### To do
Copy all entries exactly.

### Listed records
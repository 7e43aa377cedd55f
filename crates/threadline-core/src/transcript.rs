//! Append-only chat transcript.
//!
//! `Transcript` is a cheap-to-clone handle: clones share the same
//! underlying sequence, so a UI can hold one and render snapshots while a
//! send is in flight. Only the session appends. Entries are never
//! reordered, removed, or deduplicated.

use std::sync::{Arc, RwLock};

use threadline_types::chat::ChatMessage;

#[derive(Debug, Clone, Default)]
pub struct Transcript {
    inner: Arc<RwLock<Vec<ChatMessage>>>,
}

impl Transcript {
    pub fn new() -> Self {
        Self::default()
    }

    pub(crate) fn push(&self, message: ChatMessage) {
        // A poisoned lock still holds a consistent Vec: pushes cannot panic midway.
        let mut guard = self.inner.write().unwrap_or_else(|e| e.into_inner());
        guard.push(message);
    }

    /// Cloned copy of every entry, in display order.
    pub fn snapshot(&self) -> Vec<ChatMessage> {
        self.inner.read().unwrap_or_else(|e| e.into_inner()).clone()
    }

    pub fn last(&self) -> Option<ChatMessage> {
        self.inner
            .read()
            .unwrap_or_else(|e| e.into_inner())
            .last()
            .cloned()
    }

    pub fn len(&self) -> usize {
        self.inner.read().unwrap_or_else(|e| e.into_inner()).len()
    }

    pub fn is_empty(&self) -> bool {
        self.len() == 0
    }
}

### Output for this exercise
repository 7e43aa377cedd55f
filename crates/threadline-core/src/transcript.rs
//! Append-only chat transcript.
//!
//! `Transcript` is a cheap-to-clone handle: clones share the same
//! underlying sequence, so a UI can hold one and render snapshots while a
//! send is in flight. Only the session appends. Entries are never
//! reordered, removed, or deduplicated.

use std::sync::{Arc, RwLock};

use threadline_types::chat::ChatMessage;

#[derive(Debug, Clone, Default)]
pub struct Transcript {
    inner: Arc<RwLock<Vec<ChatMessage>>>,
}

impl Transcript {
    pub fn new() -> Self {
        Self::default()
    }

    pub(crate) fn push(&self, message: ChatMessage) {
        // A poisoned lock still holds a consistent Vec: pushes cannot panic midway.
        let mut guard = self.inner.write().unwrap_or_else(|e| e.into_inner());
        guard.push(message);
    }

    /// Cloned copy of every entry, in display order.
    pub fn snapshot(&self) -> Vec<ChatMessage> {
        self.inner.read().unwrap_or_else(|e| e.into_inner()).clone()
    }

    pub fn last(&self) -> Option<ChatMessage> {
        self.inner
            .read()
            .unwrap_or_else(|e| e.into_inner())
            .last()
            .cloned()
    }

    pub fn len(&self) -> usize {
        self.inner.read().unwrap_or_else(|e| e.into_inner()).len()
    }

    pub fn is_empty(&self) -> bool {
        self.len() == 0
    }
}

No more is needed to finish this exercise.